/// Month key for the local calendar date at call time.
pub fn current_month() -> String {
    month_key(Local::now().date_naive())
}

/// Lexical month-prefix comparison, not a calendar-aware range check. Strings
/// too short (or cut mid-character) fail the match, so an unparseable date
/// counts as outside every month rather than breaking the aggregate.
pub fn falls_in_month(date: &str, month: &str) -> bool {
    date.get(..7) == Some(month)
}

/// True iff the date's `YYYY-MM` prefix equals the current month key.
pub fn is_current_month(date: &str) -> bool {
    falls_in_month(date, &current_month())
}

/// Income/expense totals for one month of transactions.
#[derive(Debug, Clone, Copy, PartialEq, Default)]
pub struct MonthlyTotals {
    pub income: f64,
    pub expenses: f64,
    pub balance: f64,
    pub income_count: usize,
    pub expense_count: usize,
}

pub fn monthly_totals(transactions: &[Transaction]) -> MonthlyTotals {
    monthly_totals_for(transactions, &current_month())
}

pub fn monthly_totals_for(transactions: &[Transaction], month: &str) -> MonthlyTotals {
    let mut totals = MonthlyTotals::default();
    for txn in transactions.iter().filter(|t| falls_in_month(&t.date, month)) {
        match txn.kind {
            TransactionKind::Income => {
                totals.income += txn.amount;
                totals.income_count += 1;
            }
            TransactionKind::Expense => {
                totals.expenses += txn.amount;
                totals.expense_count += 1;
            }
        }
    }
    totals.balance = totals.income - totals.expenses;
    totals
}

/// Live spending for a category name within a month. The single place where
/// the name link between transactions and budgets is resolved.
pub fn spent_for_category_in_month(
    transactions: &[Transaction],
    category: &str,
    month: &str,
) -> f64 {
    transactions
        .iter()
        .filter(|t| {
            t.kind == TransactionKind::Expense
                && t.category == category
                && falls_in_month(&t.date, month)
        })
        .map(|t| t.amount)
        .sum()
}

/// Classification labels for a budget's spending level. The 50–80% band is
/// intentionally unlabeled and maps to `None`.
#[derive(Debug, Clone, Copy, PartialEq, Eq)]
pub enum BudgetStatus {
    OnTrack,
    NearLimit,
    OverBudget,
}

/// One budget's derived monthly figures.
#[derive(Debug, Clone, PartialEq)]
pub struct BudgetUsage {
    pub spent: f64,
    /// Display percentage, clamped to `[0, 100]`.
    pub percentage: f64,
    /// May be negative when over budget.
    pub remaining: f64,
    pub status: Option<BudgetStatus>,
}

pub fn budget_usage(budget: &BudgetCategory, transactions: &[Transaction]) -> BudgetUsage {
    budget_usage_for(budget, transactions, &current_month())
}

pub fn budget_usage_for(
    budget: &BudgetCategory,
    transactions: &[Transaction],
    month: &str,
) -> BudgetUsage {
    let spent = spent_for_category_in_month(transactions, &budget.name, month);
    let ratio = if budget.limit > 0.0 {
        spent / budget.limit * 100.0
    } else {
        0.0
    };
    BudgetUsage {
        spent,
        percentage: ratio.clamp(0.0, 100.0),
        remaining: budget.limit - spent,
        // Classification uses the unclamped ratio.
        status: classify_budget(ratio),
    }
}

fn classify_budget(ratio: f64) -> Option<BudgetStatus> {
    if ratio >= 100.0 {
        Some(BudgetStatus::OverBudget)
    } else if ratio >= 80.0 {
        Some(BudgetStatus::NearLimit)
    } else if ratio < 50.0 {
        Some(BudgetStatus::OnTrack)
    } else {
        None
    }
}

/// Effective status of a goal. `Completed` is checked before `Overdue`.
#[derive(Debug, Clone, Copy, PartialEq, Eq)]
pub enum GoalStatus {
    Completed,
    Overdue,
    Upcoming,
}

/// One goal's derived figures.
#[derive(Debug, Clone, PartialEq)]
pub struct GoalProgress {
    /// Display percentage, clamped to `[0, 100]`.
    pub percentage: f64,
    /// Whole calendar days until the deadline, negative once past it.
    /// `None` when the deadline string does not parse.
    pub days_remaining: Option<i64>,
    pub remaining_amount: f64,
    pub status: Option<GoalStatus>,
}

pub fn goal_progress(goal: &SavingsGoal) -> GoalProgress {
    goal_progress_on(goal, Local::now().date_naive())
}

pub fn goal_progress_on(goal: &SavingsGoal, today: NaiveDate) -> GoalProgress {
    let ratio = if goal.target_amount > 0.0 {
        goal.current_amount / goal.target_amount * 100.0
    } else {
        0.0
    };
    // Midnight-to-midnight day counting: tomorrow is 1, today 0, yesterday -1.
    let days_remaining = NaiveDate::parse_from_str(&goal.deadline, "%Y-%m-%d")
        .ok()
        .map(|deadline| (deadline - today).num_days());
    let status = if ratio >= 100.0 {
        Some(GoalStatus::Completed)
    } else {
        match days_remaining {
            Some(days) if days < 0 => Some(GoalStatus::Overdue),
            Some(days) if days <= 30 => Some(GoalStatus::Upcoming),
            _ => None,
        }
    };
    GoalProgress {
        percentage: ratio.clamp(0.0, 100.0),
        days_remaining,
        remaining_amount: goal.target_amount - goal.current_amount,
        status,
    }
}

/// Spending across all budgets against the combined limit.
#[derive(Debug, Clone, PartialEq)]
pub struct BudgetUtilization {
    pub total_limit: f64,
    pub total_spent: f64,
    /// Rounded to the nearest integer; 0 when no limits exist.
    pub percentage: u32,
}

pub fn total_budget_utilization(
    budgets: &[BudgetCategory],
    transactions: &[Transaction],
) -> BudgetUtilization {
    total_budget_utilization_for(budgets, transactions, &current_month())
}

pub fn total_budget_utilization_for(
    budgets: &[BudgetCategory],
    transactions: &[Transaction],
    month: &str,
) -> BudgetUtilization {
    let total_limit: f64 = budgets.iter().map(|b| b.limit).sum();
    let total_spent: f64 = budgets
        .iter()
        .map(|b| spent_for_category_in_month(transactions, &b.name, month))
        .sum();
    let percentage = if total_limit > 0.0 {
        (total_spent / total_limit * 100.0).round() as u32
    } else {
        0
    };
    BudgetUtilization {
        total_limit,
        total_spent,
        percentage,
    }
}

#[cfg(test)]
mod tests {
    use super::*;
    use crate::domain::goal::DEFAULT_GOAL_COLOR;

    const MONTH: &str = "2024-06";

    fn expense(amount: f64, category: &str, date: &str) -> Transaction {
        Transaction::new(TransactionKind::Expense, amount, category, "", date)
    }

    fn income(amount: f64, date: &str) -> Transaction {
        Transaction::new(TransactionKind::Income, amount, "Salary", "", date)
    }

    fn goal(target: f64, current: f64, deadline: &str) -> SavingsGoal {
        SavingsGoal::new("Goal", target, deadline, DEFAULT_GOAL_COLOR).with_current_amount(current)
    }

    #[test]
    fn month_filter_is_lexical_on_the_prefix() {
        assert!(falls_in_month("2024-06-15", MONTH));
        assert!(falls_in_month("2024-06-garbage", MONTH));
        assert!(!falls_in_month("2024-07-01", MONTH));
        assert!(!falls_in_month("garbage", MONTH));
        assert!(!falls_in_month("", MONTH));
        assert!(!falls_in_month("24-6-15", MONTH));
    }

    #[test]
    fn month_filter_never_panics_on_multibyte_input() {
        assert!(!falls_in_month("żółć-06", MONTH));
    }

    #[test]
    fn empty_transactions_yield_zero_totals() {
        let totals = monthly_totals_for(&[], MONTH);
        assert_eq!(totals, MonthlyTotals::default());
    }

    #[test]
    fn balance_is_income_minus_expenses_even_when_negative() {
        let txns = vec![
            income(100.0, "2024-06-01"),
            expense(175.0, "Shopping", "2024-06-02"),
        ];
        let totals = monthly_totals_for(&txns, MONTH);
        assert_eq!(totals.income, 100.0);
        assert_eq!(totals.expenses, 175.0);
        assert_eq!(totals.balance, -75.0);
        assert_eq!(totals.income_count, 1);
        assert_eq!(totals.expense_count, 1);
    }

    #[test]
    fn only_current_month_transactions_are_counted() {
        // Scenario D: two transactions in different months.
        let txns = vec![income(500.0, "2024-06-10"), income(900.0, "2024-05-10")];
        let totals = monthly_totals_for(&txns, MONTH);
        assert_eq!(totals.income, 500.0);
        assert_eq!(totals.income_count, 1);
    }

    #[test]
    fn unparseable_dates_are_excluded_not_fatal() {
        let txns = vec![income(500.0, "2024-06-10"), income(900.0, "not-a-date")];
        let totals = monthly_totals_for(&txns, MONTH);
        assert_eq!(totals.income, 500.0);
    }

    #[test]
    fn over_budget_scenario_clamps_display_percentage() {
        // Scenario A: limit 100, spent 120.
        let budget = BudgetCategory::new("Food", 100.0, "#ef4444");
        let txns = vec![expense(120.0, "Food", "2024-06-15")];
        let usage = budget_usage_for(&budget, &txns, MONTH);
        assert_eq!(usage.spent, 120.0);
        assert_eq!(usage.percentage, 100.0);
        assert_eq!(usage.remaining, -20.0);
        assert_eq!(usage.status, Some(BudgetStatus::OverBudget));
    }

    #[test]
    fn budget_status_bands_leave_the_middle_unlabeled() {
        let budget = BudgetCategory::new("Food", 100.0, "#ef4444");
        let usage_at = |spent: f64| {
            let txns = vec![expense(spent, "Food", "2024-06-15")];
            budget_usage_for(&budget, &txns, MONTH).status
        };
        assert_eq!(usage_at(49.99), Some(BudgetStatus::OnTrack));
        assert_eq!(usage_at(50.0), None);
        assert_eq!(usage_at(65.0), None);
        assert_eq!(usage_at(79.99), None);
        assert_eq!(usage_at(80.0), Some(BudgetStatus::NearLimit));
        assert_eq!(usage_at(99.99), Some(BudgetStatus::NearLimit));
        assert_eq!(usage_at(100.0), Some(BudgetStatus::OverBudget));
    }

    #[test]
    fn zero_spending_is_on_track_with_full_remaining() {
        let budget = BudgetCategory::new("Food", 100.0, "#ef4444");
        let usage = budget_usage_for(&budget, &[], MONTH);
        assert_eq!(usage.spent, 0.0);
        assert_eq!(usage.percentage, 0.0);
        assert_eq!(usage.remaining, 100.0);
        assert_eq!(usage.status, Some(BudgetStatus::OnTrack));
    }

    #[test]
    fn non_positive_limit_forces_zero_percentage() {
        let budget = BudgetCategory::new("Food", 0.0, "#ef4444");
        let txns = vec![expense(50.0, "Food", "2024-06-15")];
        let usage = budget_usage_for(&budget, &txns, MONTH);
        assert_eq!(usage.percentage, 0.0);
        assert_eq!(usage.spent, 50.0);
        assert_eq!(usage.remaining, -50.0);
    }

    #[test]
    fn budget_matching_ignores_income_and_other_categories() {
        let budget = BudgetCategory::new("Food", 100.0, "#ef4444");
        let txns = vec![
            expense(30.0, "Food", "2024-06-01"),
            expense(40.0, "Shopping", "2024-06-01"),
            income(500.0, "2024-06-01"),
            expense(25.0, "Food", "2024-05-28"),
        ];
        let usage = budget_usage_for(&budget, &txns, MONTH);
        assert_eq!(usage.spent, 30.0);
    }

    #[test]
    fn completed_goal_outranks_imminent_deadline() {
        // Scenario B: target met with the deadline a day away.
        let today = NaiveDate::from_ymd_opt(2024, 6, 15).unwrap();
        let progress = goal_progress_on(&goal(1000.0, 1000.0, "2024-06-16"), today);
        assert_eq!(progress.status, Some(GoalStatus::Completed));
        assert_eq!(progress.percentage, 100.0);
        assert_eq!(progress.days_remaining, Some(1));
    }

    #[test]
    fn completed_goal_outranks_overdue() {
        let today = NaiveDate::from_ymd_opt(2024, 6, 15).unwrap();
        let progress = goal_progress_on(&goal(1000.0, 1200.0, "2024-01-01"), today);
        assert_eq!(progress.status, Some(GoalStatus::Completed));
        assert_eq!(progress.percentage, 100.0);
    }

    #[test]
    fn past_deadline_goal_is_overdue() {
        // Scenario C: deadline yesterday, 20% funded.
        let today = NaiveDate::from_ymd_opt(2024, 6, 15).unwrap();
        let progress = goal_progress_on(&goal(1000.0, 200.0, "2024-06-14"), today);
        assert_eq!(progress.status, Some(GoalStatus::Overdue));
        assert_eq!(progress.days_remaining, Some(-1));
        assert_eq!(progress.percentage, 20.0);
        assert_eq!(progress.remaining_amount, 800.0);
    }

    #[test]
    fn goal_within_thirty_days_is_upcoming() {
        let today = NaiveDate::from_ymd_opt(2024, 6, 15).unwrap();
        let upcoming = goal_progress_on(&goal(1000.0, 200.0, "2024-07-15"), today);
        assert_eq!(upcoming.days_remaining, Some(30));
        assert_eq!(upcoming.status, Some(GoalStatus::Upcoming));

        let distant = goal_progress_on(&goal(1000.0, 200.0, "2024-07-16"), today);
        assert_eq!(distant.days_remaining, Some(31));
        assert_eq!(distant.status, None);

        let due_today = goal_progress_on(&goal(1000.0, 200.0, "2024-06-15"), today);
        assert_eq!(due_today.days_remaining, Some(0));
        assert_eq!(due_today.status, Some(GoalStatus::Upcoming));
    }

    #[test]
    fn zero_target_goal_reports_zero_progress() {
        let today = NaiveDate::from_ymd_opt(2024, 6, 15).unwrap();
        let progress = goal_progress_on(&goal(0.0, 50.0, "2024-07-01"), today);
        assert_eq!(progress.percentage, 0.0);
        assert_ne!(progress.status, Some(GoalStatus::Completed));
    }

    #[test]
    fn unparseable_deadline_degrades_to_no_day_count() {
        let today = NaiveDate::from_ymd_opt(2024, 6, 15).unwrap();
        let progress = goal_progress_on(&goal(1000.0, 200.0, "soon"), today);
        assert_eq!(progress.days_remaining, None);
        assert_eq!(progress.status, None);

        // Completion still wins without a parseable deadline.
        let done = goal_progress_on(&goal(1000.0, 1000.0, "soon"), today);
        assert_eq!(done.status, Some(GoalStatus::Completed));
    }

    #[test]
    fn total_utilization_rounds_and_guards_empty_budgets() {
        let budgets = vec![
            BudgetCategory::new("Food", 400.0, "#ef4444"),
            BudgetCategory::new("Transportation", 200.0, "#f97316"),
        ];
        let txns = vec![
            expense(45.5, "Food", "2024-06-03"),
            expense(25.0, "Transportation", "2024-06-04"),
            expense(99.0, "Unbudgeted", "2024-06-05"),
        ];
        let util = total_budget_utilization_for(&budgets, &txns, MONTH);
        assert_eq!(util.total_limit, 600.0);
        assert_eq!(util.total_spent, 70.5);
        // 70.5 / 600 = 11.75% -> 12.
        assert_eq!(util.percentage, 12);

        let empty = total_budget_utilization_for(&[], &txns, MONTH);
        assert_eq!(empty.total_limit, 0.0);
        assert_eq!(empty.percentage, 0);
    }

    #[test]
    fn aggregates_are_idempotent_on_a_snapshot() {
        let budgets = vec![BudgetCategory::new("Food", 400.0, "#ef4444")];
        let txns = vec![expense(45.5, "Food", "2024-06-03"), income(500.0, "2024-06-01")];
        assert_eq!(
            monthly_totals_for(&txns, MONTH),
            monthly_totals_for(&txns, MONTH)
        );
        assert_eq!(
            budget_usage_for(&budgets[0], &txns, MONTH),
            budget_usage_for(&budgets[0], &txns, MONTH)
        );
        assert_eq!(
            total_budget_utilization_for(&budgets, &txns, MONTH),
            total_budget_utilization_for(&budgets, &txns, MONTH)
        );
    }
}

Description of the task: Please give an exact restatement of only the lines from the beginning of the material above to the line with "monthly_totals_for(transactions: &[Transaction], month: &str)", inclusive.

Response below:
/// Month key for the local calendar date at call time.
pub fn current_month() -> String {
    month_key(Local::now().date_naive())
}

/// Lexical month-prefix comparison, not a calendar-aware range check. Strings
/// too short (or cut mid-character) fail the match, so an unparseable date
/// counts as outside every month rather than breaking the aggregate.
pub fn falls_in_month(date: &str, month: &str) -> bool {
    date.get(..7) == Some(month)
}

/// True iff the date's `YYYY-MM` prefix equals the current month key.
pub fn is_current_month(date: &str) -> bool {
    falls_in_month(date, &current_month())
}

/// Income/expense totals for one month of transactions.
#[derive(Debug, Clone, Copy, PartialEq, Default)]
pub struct MonthlyTotals {
    pub income: f64,
    pub expenses: f64,
    pub balance: f64,
    pub income_count: usize,
    pub expense_count: usize,
}

pub fn monthly_totals(transactions: &[Transaction]) -> MonthlyTotals {
    monthly_totals_for(transactions, &current_month())
}

pub fn monthly_totals_for(transactions: &[Transaction], month: &str) -> MonthlyTotals {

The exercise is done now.